1Department of Veterinary Microbiology, Faculty of Animal Husbandry and Veterinary Sciences, Sindh Agriculture University Tandojam, Pakistan; 2Faculty of Veterinary and Animal Sciences, Gomal University Dera Ismail Khan, Pakistan; 3Livestock and Fisheries Department, Government of Sindh, Hyderabad, Pakistan; 4Riphah College of Veterinary Sciences, Riphah International University, Lahore Pakistan.

Received | January 08, 2022; Accepted | July 25, 2022; Published | September 25, 2022

*Correspondence | Asghar Ali Kamboh, Department of Veterinary Microbiology, Faculty of Animal Husbandry and Veterinary Sciences, Sindh Agriculture University Tandojam, Pakistan; Email: drasgharkamboh@yahoo.com

Citation | Ansari S, Abro SH, Tanweer AJ, Sethar A, Abbas G, Ansari S, Kamboh AA (2022). Evaluation of bacterial contamination from raw and cooked fish, mutton and beef sold by local vendors in hyderabad, pakistan. J. Anim. Health Prod. 10(4): 431-437.

DOI | http://dx.doi.org/10.17582/journal.jahp/2022/10.4.431.437

ISSN | 2308-2801

 

 

Copyright: 2022 by the authors. Licensee ResearchersLinks Ltd, England, UK.

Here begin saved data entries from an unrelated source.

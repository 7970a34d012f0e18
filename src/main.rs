use std::path::{Path, PathBuf};

use anyhow::{Context, bail};
use clap::{Parser, Subcommand};
use emath::vec2;
use log::info;
use serde::Serialize;

use chainviz_layout::graph::{Category, RiskLevel};
use chainviz_layout::search::{SearchQuery, search_nodes};
use chainviz_layout::{
    ClusterOptions, Coordinator, EngineConfig, Graph, GraphDocument, OptimizeOptions, RawGraph,
    Viewport, ViewportCuller, cluster_graph, expand_all, expand_cluster,
};

#[derive(Debug, Parser)]
#[command(author, version, about)]
struct Args {
    /// JSON file overriding engine defaults.
    #[arg(long, global = true)]
    config: Option<PathBuf>,
    /// Run every job on the calling thread.
    #[arg(long, global = true)]
    sync: bool,
    #[command(subcommand)]
    command: Command,
}

#[derive(Debug, Subcommand)]
enum Command {
    /// Run the force layout and print positioned nodes.
    Layout {
        #[arg(long)]
        input: PathBuf,
        #[arg(long, default_value_t = 1200.0)]
        width: f32,
        #[arg(long, default_value_t = 800.0)]
        height: f32,
    },
    /// Merge nearby nodes into cluster nodes.
    Cluster {
        #[arg(long)]
        input: PathBuf,
        #[arg(long)]
        distance: Option<f32>,
    },
    /// Truncate, simplify and cluster for constrained clients.
    Optimize {
        #[arg(long)]
        input: PathBuf,
        #[arg(long)]
        mobile: bool,
        #[arg(long)]
        max_nodes: Option<usize>,
        #[arg(long)]
        no_clustering: bool,
        #[arg(long)]
        cluster_distance: Option<f32>,
        #[arg(long)]
        simplify: bool,
    },
    /// List nodes and links visible through a viewport.
    Cull {
        #[arg(long)]
        input: PathBuf,
        #[arg(long, default_value_t = 1.0)]
        scale: f32,
        #[arg(long, default_value_t = 0.0, allow_hyphen_values = true)]
        offset_x: f32,
        #[arg(long, default_value_t = 0.0, allow_hyphen_values = true)]
        offset_y: f32,
        #[arg(long, default_value_t = 1200.0)]
        width: f32,
        #[arg(long, default_value_t = 800.0)]
        height: f32,
        #[arg(long)]
        margin: Option<f32>,
    },
    /// Fuzzy-search nodes by id, label or address.
    Search {
        #[arg(long)]
        input: PathBuf,
        #[arg(default_value = "")]
        text: String,
        #[arg(long, value_parser = parse_risk)]
        risk: Option<RiskLevel>,
        #[arg(long, value_parser = parse_category)]
        category: Option<Category>,
        #[arg(long, default_value_t = 20)]
        limit: usize,
    },
    /// Cluster, then expand one cluster (or all of them) back out.
    Expand {
        #[arg(long)]
        input: PathBuf,
        #[arg(long)]
        distance: Option<f32>,
        #[arg(long)]
        cluster: Option<String>,
    },
}

fn parse_risk(raw: &str) -> Result<RiskLevel, String> {
    serde_json::from_value(serde_json::Value::from(raw.to_ascii_lowercase()))
        .map_err(|_| format!("unknown risk level `{raw}`"))
}

fn parse_category(raw: &str) -> Result<Category, String> {
    serde_json::from_value(serde_json::Value::from(raw.to_ascii_lowercase()))
        .map_err(|_| format!("unknown category `{raw}`"))
}

fn load_graph(path: &Path) -> anyhow::Result<Graph> {
    let raw = std::fs::read_to_string(path)
        .with_context(|| format!("failed to read {}", path.display()))?;
    let raw = RawGraph::from_json_str(&raw)
        .with_context(|| format!("failed to parse graph in {}", path.display()))?;
    let (graph, report) = Graph::ingest(raw);
    if !report.is_clean() {
        info!(
            "ingest dropped {} nodes and {} links",
            report.dropped_nodes(),
            report.dropped_links()
        );
    }
    Ok(graph)
}

fn print_json<T: Serialize>(value: &T) -> anyhow::Result<()> {
    let rendered = serde_json::to_string_pretty(value).context("failed to encode output")?;
    println!("{rendered}");
    Ok(())
}

#[derive(Serialize)]
#[serde(rename_all = "camelCase")]
struct CullReport {
    nodes: Vec<String>,
    links: Vec<usize>,
}

#[derive(Serialize)]
struct SearchRow {
    id: String,
    score: i64,
}

fn main() -> anyhow::Result<()> {
    env_logger::init();
    let args = Args::parse();

    let mut config = match &args.config {
        Some(path) => EngineConfig::load(path)
            .with_context(|| format!("failed to load config {}", path.display()))?,
        None => EngineConfig::default(),
    };
    if args.sync {
        config.coordinator.force_synchronous = true;
    }
    let coordinator = Coordinator::start(config.clone());

    match args.command {
        Command::Layout {
            input,
            width,
            height,
        } => {
            let graph = load_graph(&input)?;
            let result = coordinator.calculate_layout(graph, width, height).wait()?;
            info!("layout finished after {} ticks (settled: {})", result.ticks, result.settled);
            let mut document = GraphDocument::from(&result.graph);
            if let Some(map) = result.cluster_map {
                document = document.with_cluster_map(map);
            }
            print_json(&document)
        }
        Command::Cluster { input, distance } => {
            let graph = load_graph(&input)?;
            let outcome = coordinator.cluster_nodes(graph, distance).wait()?;
            print_json(&GraphDocument::from(&outcome.graph).with_cluster_map(outcome.cluster_map))
        }
        Command::Optimize {
            input,
            mobile,
            max_nodes,
            no_clustering,
            cluster_distance,
            simplify,
        } => {
            let graph = load_graph(&input)?;
            let options = OptimizeOptions {
                is_mobile: mobile,
                max_nodes,
                clustering: !no_clustering,
                cluster_distance,
                simplify_attributes: simplify,
                ..OptimizeOptions::default()
            };
            let outcome = coordinator.optimize_network(graph, options).wait()?;
            info!(
                "optimize truncated {} nodes and dropped {} links",
                outcome.truncated_nodes, outcome.dropped_links
            );
            let mut document = GraphDocument::from(&outcome.graph);
            if let Some(map) = outcome.cluster_map {
                document = document.with_cluster_map(map);
            }
            print_json(&document)
        }
        Command::Cull {
            input,
            scale,
            offset_x,
            offset_y,
            width,
            height,
            margin,
        } => {
            if !(scale > 0.0) {
                bail!("scale must be positive, got {scale}");
            }
            let graph = load_graph(&input)?;
            let culler = ViewportCuller::new(&graph, &config.cull);
            let viewport = Viewport {
                scale,
                offset: vec2(offset_x, offset_y),
                width,
                height,
            };
            let visible = culler.visible_nodes(&viewport, margin.unwrap_or(config.cull.margin));
            let links = culler.visible_links(&graph, &visible);
            print_json(&CullReport {
                nodes: visible
                    .iter()
                    .map(|&index| graph.nodes()[index].id.clone())
                    .collect(),
                links,
            })
        }
        Command::Search {
            input,
            text,
            risk,
            category,
            limit,
        } => {
            let graph = load_graph(&input)?;
            let query = SearchQuery {
                text,
                risk,
                category,
            };
            let rows = search_nodes(&graph, &query, limit)
                .into_iter()
                .map(|hit| SearchRow {
                    id: graph.nodes()[hit.index].id.clone(),
                    score: hit.score,
                })
                .collect::<Vec<_>>();
            print_json(&rows)
        }
        Command::Expand {
            input,
            distance,
            cluster,
        } => {
            let graph = load_graph(&input)?;
            let mut options = ClusterOptions::from(&config.cluster);
            if let Some(distance) = distance {
                options.distance_threshold = distance;
            }
            let mut clustered = cluster_graph(&graph, &options).graph;
            let restored = match cluster {
                Some(id) => expand_cluster(&mut clustered, &id)?,
                None => expand_all(&mut clustered)?,
            };
            info!("restored {restored} nodes");
            print_json(&GraphDocument::from(&clustered))
        }
    }
}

This article is an open access article distributed under the terms and conditions of the Creative Commons Attribution (CC BY) license (https://creativecommons.org/licenses/by/4.0/).

INTRODUCTION

Meat is a nutrient-rich food that has more bioavailability than other foodstuffs with essential quantities of proteins, vitamins and minerals (McAfee et al., 2010). Since ancient time, it has been known for its’ high composition of nutrients which make it an ideal food item around the world. Meat is considered a most perishable food because its’ water activity and ideal pH offers favourable environment for the growth of microbes. During storage, collection, preparation and delivery, cross contamination of meat and meat products usually occurs (Dave & Ghaly, 2011).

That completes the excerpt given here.